Gestohlene Luft: so lautet der Titel des letzten Lyrik-Bandes, den Yevgeniy Breyger bei kookbooks veröffentlicht hat und aus dem er liest, nachdem er ein ausführliches Gespräch mit Guido Graf geführt hat: über den Krieg in der Ukraine, seine Kindheit in Charkiv, über die dortige literarische Szene und über sein eigenes Schreiben.
Yevgeniy Breyger studierte Kreatives Schreiben und Kulturjournalismus in Hildesheim, Literarisches Schreiben am Deutschen Literaturinstitut Leipzig und Curatorial Studies an der Hochschule für Bildende Künste Städelschule in Frankfurt am Main.
Er war Herausgeber der Tippgemeinschaft, der Jahresanthologie der Studierenden des Deutschen Literaturinstituts, sowie der Anthologie Ansicht der leuchtenden Wurzeln von unten – Lyrik aus den deutschsprachigen Literaturinstituten Biel, Hildesheim, Leipzig, Wien. Veröffentlichte in Zeitschriften und Anthologien, u.a: Jahrbuch der Lyrik, Lyrik von jetzt 3, Bella triste und Edit.

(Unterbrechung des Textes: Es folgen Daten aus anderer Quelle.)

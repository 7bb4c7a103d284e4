//! Tunables for every strategy. Each section deserializes with defaults, so a
//! JSON file only needs the fields it overrides.

use std::fs;
use std::path::Path;
use std::time::Duration;

use serde::{Deserialize, Serialize};

use crate::error::{PuzzleError, Result};

#[derive(Debug, Clone, Default, PartialEq, Serialize, Deserialize)]
#[serde(default)]
pub struct SearchConfig {
    pub ids: IdsConfig,
    pub simple_hill_climbing: HillClimbingConfig,
    pub steepest_hill_climbing: HillClimbingConfig,
    pub stochastic_hill_climbing: StochasticConfig,
    pub annealing: AnnealingConfig,
    pub beam: BeamConfig,
    pub genetic: GeneticConfig,
    pub backtracking: BacktrackingConfig,
    pub ac3: Ac3Config,
    pub generate_and_test: GenerateTestConfig,
    pub and_or: AndOrConfig,
    pub no_observation: NoObservationConfig,
    pub partial_observation: PartialObservationConfig,
    pub q_learning: QLearningConfig,
    pub scramble: ScrambleConfig,
}

impl SearchConfig {
    pub fn from_json_file(path: impl AsRef<Path>) -> Result<Self> {
        let path = path.as_ref();
        let raw = fs::read_to_string(path).map_err(|source| PuzzleError::Io {
            operation: format!("read config {}", path.display()),
            source,
        })?;
        Self::from_json(&raw)
    }

    pub fn from_json(raw: &str) -> Result<Self> {
        Ok(serde_json::from_str(raw)?)
    }
}

#[derive(Debug, Clone, PartialEq, Serialize, Deserialize)]
#[serde(default)]
pub struct IdsConfig {
    /// Rounds run with depth bounds `0..max_depth`.
    pub max_depth: u32,
}

impl Default for IdsConfig {
    fn default() -> Self {
        Self { max_depth: 100 }
    }
}

#[derive(Debug, Clone, PartialEq, Serialize, Deserialize)]
#[serde(default)]
pub struct HillClimbingConfig {
    pub max_restarts: u32,
    pub max_steps: u32,
    /// Restarts begin with a random walk of 1..=perturb_moves slides.
    pub perturb_moves: u32,
}

impl Default for HillClimbingConfig {
    fn default() -> Self {
        Self {
            max_restarts: 50,
            max_steps: 1000,
            perturb_moves: 10,
        }
    }
}

#[derive(Debug, Clone, PartialEq, Serialize, Deserialize)]
#[serde(default)]
pub struct StochasticConfig {
    pub max_restarts: u32,
    pub max_steps: u32,
    pub perturb_moves: u32,
}

impl Default for StochasticConfig {
    fn default() -> Self {
        Self {
            max_restarts: 200,
            max_steps: 1000,
            perturb_moves: 5,
        }
    }
}

#[derive(Debug, Clone, PartialEq, Serialize, Deserialize)]
#[serde(default)]
pub struct AnnealingConfig {
    pub initial_temperature: f64,
    pub cooling_rate: f64,
    /// Below this the schedule reheats to `reheat_temperature`.
    pub min_temperature: f64,
    pub reheat_temperature: f64,
    pub max_stagnant: u32,
    pub max_iterations: u32,
}

impl Default for AnnealingConfig {
    fn default() -> Self {
        Self {
            initial_temperature: 1000.0,
            cooling_rate: 0.995,
            min_temperature: 0.1,
            reheat_temperature: 50.0,
            max_stagnant: 200,
            max_iterations: 2000,
        }
    }
}

#[derive(Debug, Clone, PartialEq, Serialize, Deserialize)]
#[serde(default)]
pub struct BeamConfig {
    pub width: usize,
    pub max_iterations: u32,
}

impl Default for BeamConfig {
    fn default() -> Self {
        Self {
            width: 4,
            max_iterations: 1000,
        }
    }
}

#[derive(Debug, Clone, PartialEq, Serialize, Deserialize)]
#[serde(default)]
pub struct GeneticConfig {
    pub population_size: usize,
    pub max_generations: u32,
    pub mutation_rate: f64,
    /// Seed individuals are random walks of this many slides from the start.
    pub min_seed_moves: u32,
    pub max_seed_moves: u32,
}

impl Default for GeneticConfig {
    fn default() -> Self {
        Self {
            population_size: 100,
            max_generations: 1000,
            mutation_rate: 0.1,
            min_seed_moves: 5,
            max_seed_moves: 15,
        }
    }
}

#[derive(Debug, Clone, PartialEq, Serialize, Deserialize)]
#[serde(default)]
pub struct BacktrackingConfig {
    pub max_depth: u32,
    pub max_expansions: u64,
}

impl Default for BacktrackingConfig {
    fn default() -> Self {
        Self {
            max_depth: 50,
            max_expansions: 1_000_000,
        }
    }
}

#[derive(Debug, Clone, PartialEq, Serialize, Deserialize)]
#[serde(default)]
pub struct Ac3Config {
    /// Number of layer variables in the constraint graph.
    pub max_depth: usize,
    pub max_states_per_layer: usize,
}

impl Default for Ac3Config {
    fn default() -> Self {
        Self {
            max_depth: 100,
            max_states_per_layer: 10_000,
        }
    }
}

#[derive(Debug, Clone, PartialEq, Serialize, Deserialize)]
#[serde(default)]
pub struct GenerateTestConfig {
    pub max_steps: u32,
    pub max_restarts: u32,
    pub perturb_moves: u32,
}

impl Default for GenerateTestConfig {
    fn default() -> Self {
        Self {
            max_steps: 1000,
            max_restarts: 10,
            perturb_moves: 10,
        }
    }
}

#[derive(Debug, Clone, PartialEq, Serialize, Deserialize)]
#[serde(default)]
pub struct AndOrConfig {
    pub timeout_ms: u64,
    pub max_iterations: u32,
}

impl AndOrConfig {
    pub fn timeout(&self) -> Duration {
        Duration::from_millis(self.timeout_ms)
    }
}

impl Default for AndOrConfig {
    fn default() -> Self {
        Self {
            timeout_ms: 20_000,
            max_iterations: 50,
        }
    }
}

#[derive(Debug, Clone, PartialEq, Serialize, Deserialize)]
#[serde(default)]
pub struct NoObservationConfig {
    pub max_expansions: u32,
    pub max_belief_size: usize,
    /// Beliefs whose heuristic exceeds this multiple of the initial one are pruned.
    pub heuristic_factor: u32,
}

impl Default for NoObservationConfig {
    fn default() -> Self {
        Self {
            max_expansions: 2000,
            max_belief_size: 50,
            heuristic_factor: 2,
        }
    }
}

#[derive(Debug, Clone, PartialEq, Serialize, Deserialize)]
#[serde(default)]
pub struct PartialObservationConfig {
    pub max_expansions: u32,
}

impl Default for PartialObservationConfig {
    fn default() -> Self {
        Self { max_expansions: 100_000 }
    }
}

#[derive(Debug, Clone, PartialEq, Serialize, Deserialize)]
#[serde(default)]
pub struct QLearningConfig {
    pub episodes: u32,
    pub max_steps: u32,
    pub learning_rate: f64,
    pub discount_factor: f64,
    pub epsilon: f64,
    pub epsilon_decay: f64,
    pub min_epsilon: f64,
    pub q_init: f64,
    /// Step cap for the greedy rollout after training.
    pub rollout_steps: u32,
    pub goal_reward: f64,
    pub improve_reward: f64,
    pub worsen_reward: f64,
}

impl Default for QLearningConfig {
    fn default() -> Self {
        Self {
            episodes: 5000,
            max_steps: 100,
            learning_rate: 0.1,
            discount_factor: 0.99,
            epsilon: 1.0,
            epsilon_decay: 0.995,
            min_epsilon: 0.01,
            q_init: 0.0,
            rollout_steps: 200,
            goal_reward: 100.0,
            improve_reward: 1.0,
            worsen_reward: -1.0,
        }
    }
}

#[derive(Debug, Clone, PartialEq, Serialize, Deserialize)]
#[serde(default)]
pub struct ScrambleConfig {
    pub moves: u32,
    pub max_attempts: u32,
}

impl Default for ScrambleConfig {
    fn default() -> Self {
        Self {
            moves: 20,
            max_attempts: 100,
        }
    }
}
use std::path::PathBuf;
use std::process;

use clap::{Parser, Subcommand};
use colored::Colorize;
use indicatif::{ProgressBar, ProgressStyle};
use log::LevelFilter;
use serde::Serialize;

use eight_puzzle_solver::bench;
use eight_puzzle_solver::node::PathStep;
use eight_puzzle_solver::solver::Observation;
use eight_puzzle_solver::traits::puzzle::{render_cells, DebugPrintable};
use eight_puzzle_solver::util::read_boards;
use eight_puzzle_solver::{Board, Provenance, Result, SearchConfig, Session, Solution, Strategy};

#[derive(Parser)]
#[command(name = "eight-puzzle", about = "Solve the 8-puzzle with classic search strategies")]
struct Cli {
    /// JSON file overriding search tunables
    #[arg(long, global = true)]
    config: Option<PathBuf>,

    /// More log output (-v debug, -vv trace)
    #[arg(short, long, action = clap::ArgAction::Count, global = true)]
    verbose: u8,

    #[command(subcommand)]
    command: Command,
}

#[derive(Subcommand)]
enum Command {
    /// Solve one board, or every board in a file
    Solve {
        #[arg(long, required_unless_present_any = ["file", "beliefs"])]
        start: Option<Board>,
        #[arg(long, default_value = "123456780")]
        goal: Board,
        #[arg(long, default_value = "A*")]
        strategy: String,
        /// One board per line
        #[arg(long)]
        file: Option<PathBuf>,
        /// Solve this many distinct scrambled starts instead of --start
        #[arg(long)]
        beliefs: Option<usize>,
        /// Plan one sensorless action sequence from --start, treating the
        /// --beliefs scrambles as further possible starts
        #[arg(long, requires = "beliefs")]
        conformant: bool,
        #[arg(long)]
        seed: Option<u64>,
        #[arg(long)]
        json: bool,
    },
    /// Run several strategies on the same pair
    Compare {
        #[arg(long)]
        start: Board,
        #[arg(long, default_value = "123456780")]
        goal: Board,
        /// Comma-separated tags; all strategies when omitted
        #[arg(long, value_delimiter = ',')]
        strategies: Vec<Strategy>,
        #[arg(long, default_value_t = 0)]
        seed: u64,
        #[arg(long)]
        json: bool,
    },
    /// Print random boards solvable toward the goal
    Scramble {
        #[arg(long, default_value = "123456780")]
        goal: Board,
        #[arg(long, default_value_t = 1)]
        count: usize,
        #[arg(long)]
        seed: Option<u64>,
    },
}

#[derive(Serialize)]
struct SolveOutput<'a> {
    start: Board,
    strategy: Option<Strategy>,
    solved: bool,
    moves: Option<u32>,
    provenance: Option<Provenance>,
    elapsed_secs: f64,
    directions: Option<String>,
    path: Vec<PathStep>,
    trace: &'a [Observation],
}

fn progress_bar() -> ProgressBar {
    let pb = ProgressBar::new(0);
    pb.set_style(
        ProgressStyle::default_bar()
            .template("[{elapsed_precise}] {bar:40.cyan/blue} {pos}/{len} {msg}")
            .unwrap_or_else(|_| ProgressStyle::default_bar())
            .progress_chars("=>-"),
    );
    pb
}

fn session(config: SearchConfig, seed: Option<u64>) -> Session {
    match seed {
        Some(seed) => Session::seeded(config, seed),
        None => Session::new(config),
    }
}

fn print_solution(solution: &Solution) {
    let label = solution.strategy.map_or_else(|| "unknown".to_string(), |s| s.to_string());
    solution.start.debug_print(None);

    let Some(terminal) = &solution.terminal else {
        println!("{} {} found no solution ({:.3}s)", "✗".red(), label.bold(), solution.elapsed_secs());
        return;
    };

    let boards = terminal.boards();
    for pair in boards.windows(2) {
        pair[1].debug_print(pair[0].moved_tile(&pair[1]));
    }

    let status = match terminal.provenance() {
        Provenance::Exact => "solved".green(),
        Provenance::Reconstructed => "solved via BFS fallback".yellow(),
        Provenance::BestEffort => "best effort, goal not reached".red(),
    };
    println!(
        "{} {} in {} moves [{}] ({:.3}s)",
        label.bold(),
        status,
        terminal.moves(),
        terminal.moves_str(),
        solution.elapsed_secs()
    );

    for observation in &solution.trace {
        println!("step {}:", observation.step);
        println!("{}", render_cells(&observation.known_cells(), None));
    }
}

fn report_solution(solution: &Solution, json: bool) -> Result<()> {
    if json {
        let output = SolveOutput {
            start: solution.start,
            strategy: solution.strategy,
            solved: solution.is_solved(),
            moves: solution.moves(),
            provenance: solution.provenance(),
            elapsed_secs: solution.elapsed_secs(),
            directions: solution.terminal.as_ref().map(|t| t.moves_str()),
            path: solution.path(),
            trace: &solution.trace,
        };
        println!("{}", serde_json::to_string_pretty(&output)?);
    } else {
        print_solution(solution);
    }
    Ok(())
}

fn run(cli: Cli) -> Result<()> {
    let config = match &cli.config {
        Some(path) => SearchConfig::from_json_file(path)?,
        None => SearchConfig::default(),
    };

    match cli.command {
        Command::Solve {
            start,
            goal,
            strategy,
            file,
            beliefs,
            conformant,
            seed,
            json,
        } => {
            let mut starts: Vec<Board> = start.into_iter().collect();
            if let Some(path) = file {
                starts.extend(read_boards(path)?);
            }

            let mut session = session(config, seed).with_progress(progress_bar());
            if let (true, Some(beliefs)) = (conformant, beliefs) {
                for start in &starts {
                    let possible = session.belief_starts(&goal, beliefs)?;
                    let solution = session.solve_conformant(start, &possible, &goal);
                    report_solution(&solution, json)?;
                }
            } else if let Some(beliefs) = beliefs {
                let strategy = strategy.parse::<Strategy>()?;
                for solution in session.solve_beliefs(&goal, beliefs, strategy)? {
                    report_solution(&solution, json)?;
                }
            } else {
                for start in &starts {
                    let solution = session.solve_tagged(start, &goal, &strategy);
                    report_solution(&solution, json)?;
                }
            }
        }
        Command::Compare {
            start,
            goal,
            strategies,
            seed,
            json,
        } => {
            let strategies = if strategies.is_empty() {
                Strategy::ALL.to_vec()
            } else {
                strategies
            };
            let pb = progress_bar();
            pb.set_length(strategies.len() as u64);
            pb.set_message("strategies");
            let reports = bench::compare(&start, &goal, &strategies, &config, seed, Some(&pb));
            pb.finish_and_clear();

            if json {
                println!("{}", serde_json::to_string_pretty(&reports)?);
            } else {
                start.debug_print(None);
                for (family, members) in bench::by_family(&reports) {
                    println!("{}", format!("{:?}", family).as_str().bold());
                    for report in members {
                        let moves = report.moves.map_or_else(|| "-".to_string(), |m| m.to_string());
                        let mark = if report.solved { "✓".green() } else { "✗".red() };
                        println!(
                            "  {} {:<34} {:>4} moves {:>10.4}s {:?}",
                            mark, report.strategy, moves, report.elapsed_secs, report.provenance
                        );
                    }
                }
            }
        }
        Command::Scramble { goal, count, seed } => {
            let mut session = session(config, seed);
            for board in session.belief_starts(&goal, count)? {
                println!("{}", board.cells().iter().map(u8::to_string).collect::<String>());
                board.debug_print(None);
            }
        }
    }

    Ok(())
}

fn main() {
    let cli = Cli::parse();

    let level = match cli.verbose {
        0 => LevelFilter::Warn,
        1 => LevelFilter::Debug,
        _ => LevelFilter::Trace,
    };
    env_logger::Builder::new()
        .filter_level(level)
        .parse_default_env()
        .init();

    if let Err(err) = run(cli) {
        eprintln!("{} {}", "error:".red().bold(), err);
        process::exit(1);
    }
}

2016 erschien sein Debütband flüchtige monde bei kookbooks. Der Band wurde unter die Gedichtbände des Jahres im Literaturhaus Berlin und unter die besten Lyrikdebüts des Jahres im Haus für Poesie ausgewählt. Sein zweiter Band Gestohlene Luft ist im Oktober 2020 bei kookbooks erschienen.
Königreich des Regens
Aus: Yevgeniy Breyger, Gestohlene Luft
In der Nacht als das Dorf sich bewaffnet, erfährt sie
ihre Bestimmung die großen Felsen zu beschießen.
Am Flusslauf warten sie wie Augen. Entschieden,
ruhig kriecht Stein über Stein – Von ihr weg?
Wieder eine falsche Richtung, gröber als Sand,
Pulver, das ihr nicht gehorcht. Diese trockene Ader,
kann ich sie fassen? Felder – Felder. Wälder – Getier.
Im Denken verschwimmt eine Erinnerung. Sie läuft
in den Wind. Durch die innere Welt, entschlossen zum Fels,
hört Schüsse. Geschichte schießt auf Geschichte,
Hunde erschießen sich, Dorf schießt auf Stadt, Tiere
schießen Pflanzen auf Mineralien. Flinten gleiten
durch Hände. Substanzen beschießen ein weiches
Gemisch aus Gummi und Erde – Vogelschwärme
existieren als solche Geschosse, denkt sie,
und verschwinden zwischen Himmel, zwischen
Boden, in einer Brust. Weder Ankommen noch
Verschwinden ist möglich, wenn du so stark liebst.
Tritt hinaus, selbst der Fels hat gelernt, zu verzeihen.
Tritt über zu den Menschen, ihre Körper
halten sich am Leben, indem sie wie Knospen
aufgehen wenn es warm wird. Jahrlang Frühling,
wohin soll ich gehn? Aufgeben sei dir Gewinn.
Vergiss, was du tust, folge einem Gesang.
Gedichte. Berlin: kookbooks, 2020
Yevgeniy Breyger ist Mitglied des Dichter*innenkollektivs Salon Fluchtentier. Er lebt und arbeitet in Frankfurt am Main.